日常の会話やニュースなどで「否応なし」という言い回しを見聞きすることがあります。少し堅い印象を受けるこの言葉ですが、実は身近な感覚を表す場面でも用いられています。
本記事では、「否応」の意味や使い方を例文とともに紹介し、表現の幅を広げるヒントを探っていきます。
「否応」・「否応なし」の意味とは?
相手の意志や自分の気持ちに関係なく、ある出来事に巻き込まれることを表す「否応なし」。何気なく使われる言葉ですが、ここでは正確な意味を確認していきましょう。

「否応」の読み方と意味
「否応」は「いやおう」と読みます。辞書で意味を確認しましょう。
いや‐おう【▽否応】
引用:『デジタル大辞泉』(小学館)
不承知と承知。諾と否。「―を言っていられない」
「否応」とは、「否定することと承知すること」を指します。
「否応なし」の意味は?
「否応なし」という言葉はよく使われますね。こちらの言葉の意味も確認しましょう。
否応(いやおう)無(な)し
引用:『デジタル大辞泉』(小学館)
承知も不承知もないようす。有無を言わせないようす。
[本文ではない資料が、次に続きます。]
//! 메트릭 상수 및 설명 등록
//!
//! 모든 Prometheus 메트릭의 이름과 설명을 중앙에서 정의합니다.
//! 각 모듈은 이 상수를 사용하여 `metrics::counter!()`, `metrics::gauge!()`
//! 매크로를 호출합니다.
//!
//! # 네이밍 컨벤션
//!
//! - 접두어: `pp2sentry_`
//! - 모듈명: `tail_`, `chat_`, `join_`, `moderation_`, `daemon_`
//! - 접미어: `_total` (counter), 없음 (gauge)
//!
//! # 사용 예시
//!
//! ```ignore
//! use metrics::counter;
//!
//! counter!(pp2sentry_core::metrics::CHAT_MESSAGES_TOTAL, "server" => "Main").increment(1);
//! ```

// ─── 레이블 키 상수 ────────────────────────────────────────────────

/// 서버 이름 레이블 키
pub const LABEL_SERVER: &str = "server";

/// 로그 파일 종류 레이블 키 (chat, play)
pub const LABEL_LOG: &str = "log";

/// 심각도 레이블 키 (minor, moderate, severe)
pub const LABEL_LEVEL: &str = "level";

/// 위반 대상 레이블 키 (message, nickname)
pub const LABEL_KIND: &str = "kind";

/// 결과 레이블 키 (success, failure)
pub const LABEL_RESULT: &str = "result";

// ─── Tail 메트릭 ───────────────────────────────────────────────────

/// Tail: 읽은 완성 라인 수 (counter, labels: server, log)
pub const TAIL_LINES_READ_TOTAL: &str = "pp2sentry_tail_lines_read_total";

/// Tail: 잘림(로테이션) 감지 횟수 (counter, labels: server, log)
pub const TAIL_TRUNCATIONS_TOTAL: &str = "pp2sentry_tail_truncations_total";

/// Tail: cp1252 대체 디코딩 횟수 (counter, labels: server, log)
pub const TAIL_DECODE_FALLBACKS_TOTAL: &str = "pp2sentry_tail_decode_fallbacks_total";

/// Tail: 읽기 에러 수 (counter, labels: server, log)
pub const TAIL_READ_ERRORS_TOTAL: &str = "pp2sentry_tail_read_errors_total";

// ─── Chat 메트릭 ───────────────────────────────────────────────────

/// Chat: 재구성된 채팅 메시지 수 (counter, label: server)
pub const CHAT_MESSAGES_TOTAL: &str = "pp2sentry_chat_messages_total";

/// Chat: 중복으로 무시된 메시지 수 (counter, label: server)
pub const CHAT_DUPLICATES_TOTAL: &str = "pp2sentry_chat_duplicates_total";

/// Chat: 도움 요청 수 (counter, label: server)
pub const CHAT_HELP_REQUESTS_TOTAL: &str = "pp2sentry_chat_help_requests_total";

// ─── Join 메트릭 ───────────────────────────────────────────────────

/// Join: 파싱된 접속 이벤트 수 (counter, label: server)
pub const JOIN_EVENTS_TOTAL: &str = "pp2sentry_join_events_total";

/// Join: 중복으로 무시된 접속 이벤트 수 (counter, label: server)
pub const JOIN_DUPLICATES_TOTAL: &str = "pp2sentry_join_duplicates_total";

/// Join: 추적 중인 세션 수 (gauge, label: server)
pub const JOIN_SESSIONS_TRACKED: &str = "pp2sentry_join_sessions_tracked";

// ─── Moderation 메트릭 ─────────────────────────────────────────────

/// Moderation: 감지된 위반 수 (counter, labels: server, kind, level)
pub const MODERATION_VIOLATIONS_TOTAL: &str = "pp2sentry_moderation_violations_total";

/// Moderation: 실행된 관리 명령 수 (counter, labels: server, result)
pub const MODERATION_COMMANDS_TOTAL: &str = "pp2sentry_moderation_commands_total";

/// Moderation: 웹훅 전송 수 (counter, label: result)
pub const MODERATION_WEBHOOKS_TOTAL: &str = "pp2sentry_moderation_webhooks_total";

/// Moderation: 채널이 가득 차 버려진 명령 수 (counter)
pub const MODERATION_DROPPED_TOTAL: &str = "pp2sentry_moderation_dropped_total";

/// Moderation: 검토 대기 중인 위반 수 (gauge)
pub const MODERATION_PENDING_REVIEWS: &str = "pp2sentry_moderation_pending_reviews";

// ─── Daemon 메트릭 ──────────────────────────────────────────────────

/// Daemon: 가동 시간 (gauge, 초)
pub const DAEMON_UPTIME_SECONDS: &str = "pp2sentry_daemon_uptime_seconds";

/// Daemon: 모니터링 중인 서버 수 (gauge)
pub const DAEMON_SERVERS_MONITORED: &str = "pp2sentry_daemon_servers_monitored";

/// Daemon: 빌드 정보 (gauge, 항상 1, label: version)
pub const DAEMON_BUILD_INFO: &str = "pp2sentry_daemon_build_info";

// ─── 설명 등록 함수 ─────────────────────────────────────────────────

/// 모든 메트릭의 설명(description)을 등록합니다.
///
/// 이 함수는 전역 레코더 설치 후 한 번만 호출해야 합니다.
/// 일반적으로 `pp2sentry-daemon`의 시작 시점에서 호출합니다.
pub fn describe_all() {
    use metrics::{describe_counter, describe_gauge};

    // Tail
    describe_counter!(
        TAIL_LINES_READ_TOTAL,
        "Total number of complete lines read from tailed log files"
    );
    describe_counter!(
        TAIL_TRUNCATIONS_TOTAL,
        "Total number of detected log truncations or rotations"
    );
    describe_counter!(
        TAIL_DECODE_FALLBACKS_TOTAL,
        "Total number of reads decoded with the legacy 8-bit fallback"
    );
    describe_counter!(
        TAIL_READ_ERRORS_TOTAL,
        "Total number of I/O errors while tailing log files"
    );

    // Chat
    describe_counter!(
        CHAT_MESSAGES_TOTAL,
        "Total number of reconstructed chat messages"
    );
    describe_counter!(
        CHAT_DUPLICATES_TOTAL,
        "Total number of chat messages skipped as duplicates"
    );
    describe_counter!(
        CHAT_HELP_REQUESTS_TOTAL,
        "Total number of player help requests"
    );

    // Join
    describe_counter!(JOIN_EVENTS_TOTAL, "Total number of parsed join events");
    describe_counter!(
        JOIN_DUPLICATES_TOTAL,
        "Total number of join events skipped as duplicates"
    );
    describe_gauge!(
        JOIN_SESSIONS_TRACKED,
        "Number of player sessions currently tracked"
    );

    // Moderation
    describe_counter!(
        MODERATION_VIOLATIONS_TOTAL,
        "Total number of detected violations"
    );
    describe_counter!(
        MODERATION_COMMANDS_TOTAL,
        "Total number of admin commands sent to game servers"
    );
    describe_counter!(
        MODERATION_WEBHOOKS_TOTAL,
        "Total number of webhook notifications sent"
    );
    describe_counter!(
        MODERATION_DROPPED_TOTAL,
        "Total number of moderation commands dropped on a full channel"
    );
    describe_gauge!(
        MODERATION_PENDING_REVIEWS,
        "Number of violations awaiting operator review"
    );

    // Daemon
    describe_gauge!(DAEMON_UPTIME_SECONDS, "pp2sentry daemon uptime in seconds");
    describe_gauge!(
        DAEMON_SERVERS_MONITORED,
        "Number of game servers being monitored"
    );
    describe_gauge!(
        DAEMON_BUILD_INFO,
        "Build information (always 1, with version label)"
    );
}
「―に連れ出す」
「否応なし」とは、「文句を言わせないさま」を指します。
「否応なし」の語源は?
古くは、否定を表す「いな」と肯定の「を(お)」を重ねた表現として、「いなもをも」や「いなをかも」といった言い回しが用いられていたとされます。
「いや」という語が現れるのは中世以降で、次第に「いな」と置き換わるようになりました。それにともなって、「いやがおうでも」「いやでもおうでも」といった成句が使われるようになったのも、中世ごろからと考えられています。
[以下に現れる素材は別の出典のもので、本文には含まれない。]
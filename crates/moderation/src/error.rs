//! 모더레이션 에러 타입
//!
//! [`ModerationError`]는 모더레이션 계층 내부에서 발생하는 모든 에러를 표현합니다.
//! `From<ModerationError> for Pp2SentryError` 변환이 구현되어 있어
//! 상위 레이어에서 `?` 연산자로 자연스럽게 전파할 수 있습니다.

use pp2sentry_core::error::{
    ActionError, ConfigError, PipelineError, Pp2SentryError, StorageError,
};

/// 모더레이션 도메인 에러
#[derive(Debug, thiserror::Error)]
pub enum ModerationError {
    /// 규칙 파일 로딩 실패
    #[error("rule load error: {path}: {reason}")]
    RuleLoad {
        /// 규칙 파일 경로
        path: String,
        /// 로딩 실패 사유
        reason: String,
    },

    /// 규칙 유효성 검증 실패
    #[error("rule validation error: rule '{rule_id}': {reason}")]
    RuleValidation {
        /// 문제가 된 규칙 ID
        rule_id: String,
        /// 검증 실패 사유
        reason: String,
    },

    /// SQLite 에러
    #[error("database error: {0}")]
    Database(#[from] rusqlite::Error),

    /// 관리 인터페이스 또는 웹훅 HTTP 에러
    #[error("http error: {0}")]
    Http(String),

    /// Docker API 에러
    #[error("docker error: {0}")]
    Docker(String),

    /// 설정 에러
    #[error("config error: {field}: {reason}")]
    Config {
        /// 설정 필드명
        field: String,
        /// 에러 사유
        reason: String,
    },

    /// 채널 통신 에러
    #[error("channel error: {0}")]
    Channel(String),
}

impl From<reqwest::Error> for ModerationError {
    fn from(err: reqwest::Error) -> Self {
        Self::Http(err.to_string())
    }
}

impl From<ModerationError> for Pp2SentryError {
    fn from(err: ModerationError) -> Self {
        match err {
            ModerationError::RuleLoad { path, reason } => {
                Pp2SentryError::Config(ConfigError::ParseFailed {
                    reason: format!("{path}: {reason}"),
                })
            }
            ModerationError::RuleValidation { rule_id, reason } => {
                Pp2SentryError::Config(ConfigError::InvalidValue {
                    field: format!("rule '{rule_id}'"),
                    reason,
                })
            }
            ModerationError::Config { field, reason } => {
                Pp2SentryError::Config(ConfigError::InvalidValue { field, reason })
            }
            ModerationError::Database(e) => {
                Pp2SentryError::Storage(StorageError::Query(e.to_string()))
            }
            ModerationError::Http(msg) | ModerationError::Docker(msg) => {
                Pp2SentryError::Action(ActionError::Http(msg))
            }
            ModerationError::Channel(msg) => {
                Pp2SentryError::Pipeline(PipelineError::ChannelSend(msg))
            }
        }
    }
}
こうした変遷を経て、現在の「否応なし」につながる表現が形づくられてきたようです。
参考:『日本国語大辞典』(小学館)
「否応なし」を使った具体的な例文を紹介
「否応なし」を使った例文を確認し、使い方を確認していきましょう。
否応なしに会議に参加させられた。
事前に意見を求められることもなく、強制的に出席する流れになった状況を表しています。本人の意思にかかわらず、外的要因によって参加せざるを得なかったニュアンスが伝わってきますね。
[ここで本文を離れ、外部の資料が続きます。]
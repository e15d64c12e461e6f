//! 세션 저장소 -- 플레이어별 최신 접속 메타데이터
//!
//! 채팅 메시지를 같은 이름의 마지막 접속 정보(IP, ban 명령)와 연결하는 데 사용됩니다.
//!
//! # 조회 순서
//! 1. 메모리 캐시
//! 2. 캐시에 없으면 접속 로그 전체를 처음부터 스캔하여 해당 이름의 마지막 접속을 찾음
//!    (모니터가 파일 끝에서 시작하기 전에 접속한 플레이어 복구용)
//! 3. 스캔 결과는 캐시에 저장되어 이후 조회는 O(1). 찾지 못한 이름도 기억하며
//!    해당 플레이어의 새 접속이 `update`로 들어오면 지워짐
//!
//! 같은 모니터의 채팅 루프와 접속 루프가 동시에 접근하므로 맵은 mutex로 보호합니다.

use std::collections::{HashMap, HashSet};
use std::path::{Path, PathBuf};

use metrics::gauge;
use pp2sentry_core::metrics as m;
use pp2sentry_core::types::Session;
use tokio::io::{AsyncBufReadExt, BufReader};
use tokio::sync::Mutex;
use tracing::debug;

use crate::collector::decode_text;
use crate::error::LogPipelineError;
use crate::parser::JoinEventParser;

/// 플레이어 세션 저장소 (서버 하나 전용)
pub struct SessionStore {
    /// 서버 이름 (로그/메트릭 레이블)
    server: String,
    /// 이력 스캔 대상 접속 로그 경로
    playlog_path: PathBuf,
    /// 접속 라인 파서
    parser: JoinEventParser,
    /// 이름 -> 최신 세션
    sessions: Mutex<HashMap<String, Session>>,
    /// 이력 스캔에서 찾지 못한 이름
    misses: Mutex<HashSet<String>>,
}

impl SessionStore {
    /// 새 세션 저장소를 생성합니다.
    pub fn new(
        server: impl Into<String>,
        playlog_path: impl AsRef<Path>,
        parser: JoinEventParser,
    ) -> Self {
        Self {
            server: server.into(),
            playlog_path: playlog_path.as_ref().to_path_buf(),
            parser,
            sessions: Mutex::new(HashMap::new()),
            misses: Mutex::new(HashSet::new()),
        }
    }

    /// 플레이어의 최신 세션을 조회합니다.
    ///
    /// 캐시에 없으면 접속 로그를 스캔합니다. 찾지 못하면 `None`이며,
    /// 이후 `update` 전까지 같은 이름으로 다시 스캔하지 않습니다.
    pub async fn lookup(&self, player_name: &str) -> Option<Session> {
        if let Some(session) = self.sessions.lock().await.get(player_name) {
            return Some(session.clone());
        }
        if self.misses.lock().await.contains(player_name) {
            return None;
        }

        let found = match self.scan_history(player_name).await {
            Ok(Some(found)) => found,
            Ok(None) => {
                self.misses.lock().await.insert(player_name.to_owned());
                return None;
            }
            Err(e) => {
                debug!(
                    server = %self.server,
                    player = player_name,
                    error = %e,
                    "session history scan failed"
                );
                return None;
            }
        };

        // 스캔 중 접속 루프가 더 최신 세션을 넣었다면 그 값을 유지
        let mut sessions = self.sessions.lock().await;
        let session = sessions
            .entry(player_name.to_owned())
            .or_insert(found)
            .clone();
        self.report_size(sessions.len());
        Some(session)
    }

    /// 플레이어의 세션을 덮어씁니다 (가장 최근 접속 우선, 이력 없음).
    pub async fn update(&self, player_name: &str, session: Session) {
        let mut sessions = self.sessions.lock().await;
        sessions.insert(player_name.to_owned(), session);
        self.report_size(sessions.len());
        drop(sessions);
        self.misses.lock().await.remove(player_name);
    }

    /// 캐시된 세션 수
    pub async fn len(&self) -> usize {
        self.sessions.lock().await.len()
    }

    /// 캐시가 비어 있는지 여부
    pub async fn is_empty(&self) -> bool {
        self.sessions.lock().await.is_empty()
    }

    /// 접속 로그 전체에서 해당 이름의 마지막 접속을 찾습니다.
    async fn scan_history(&self, player_name: &str) -> Result<Option<Session>, LogPipelineError> {
        let file = tokio::fs::File::open(&self.playlog_path).await?;
        let mut reader = BufReader::new(file);
        let mut buf = Vec::new();
        let mut latest = None;
        let mut scanned = 0usize;

        loop {
            buf.clear();
            if reader.read_until(b'\n', &mut buf).await? == 0 {
                break;
            }
            scanned += 1;

            let (line, _) = decode_text(&buf);
            if !line.contains(player_name) {
                continue;
            }
            if let Some(event) = self.parser.parse(&line)
                && event.player_name == player_name
            {
                latest = Some(event.session());
            }
        }

        debug!(
            server = %self.server,
            player = player_name,
            lines = scanned,
            found = latest.is_some(),
            "scanned join history"
        );
        Ok(latest)
    }

    fn report_size(&self, size: usize) {
        gauge!(m::JOIN_SESSIONS_TRACKED, m::LABEL_SERVER => self.server.clone()).set(size as f64);
    }
}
大雪の影響で、否応なしに予定を変更せざるを得なかった。
自然現象によって予定の変更が強いられたという文脈です。状況に対して抵抗できず、受け入れざるを得なかった気持ちが表れています。

否応なしに注目を集める存在になってしまった。
意図せず目立ってしまい、本人の望みとは無関係に周囲からの注目が集まった様子です。社会的な立場や環境が、強制的に目を向けさせてしまったという印象を与えます。
「否応なし」の類語や言い換え表現は?
ここでは、「否応なし」に似た意味を持ちながら、印象やニュアンスが異なる類語や言い換え表現を紹介します。
有無を言わせず(うむをいわせず)
相手が同意するかどうかにかかわらず、強い力や姿勢で物事を進めるときに使われます。「否応なし」と同様に強制的なニュアンスを持ちますが、より断固とした印象を与えることがあるでしょう。
無理矢理(むりやり)
望ましくない状況や手段であっても、強引に行動を進める様子を表します。日常的な場面で使いやすい言い換え表現だといえるでしょう。

やむを得ず
状況や事情によって選択肢がなく、仕方なく受け入れるような場面で使われます。ビジネスシーンでも使いやすいでしょう。
「否応なし」の英語表現は?
ここでは「否応なし」の英語表現を紹介していきましょう。
by force of
“by force of”は「〜の力で」「〜によって」という意味で、外的な要因によって何かが進む状況を表すときに使われます。
例文:She changed her career path by force of circumstances.
(彼女は状況の力によって、否応なしに進路を変えた。)
willy-nilly
“willy-nilly”は、本人の意思に関係なく物事が進むさまを表す表現です。「否応なしに」といった意味合いで使われ、少し古風ながらも印象に残る言葉です。
例文:He was dragged into the dispute willy-nilly.
(彼は否応なしにその争いに巻き込まれた。)
最後に
「否応なし」という言葉には、自らの意志を超えて状況に巻き込まれるような感覚が含まれています。少し強い響きをもつ表現だからこそ、使う場面や相手との関係に意識を向けることが大切かもしれませんね。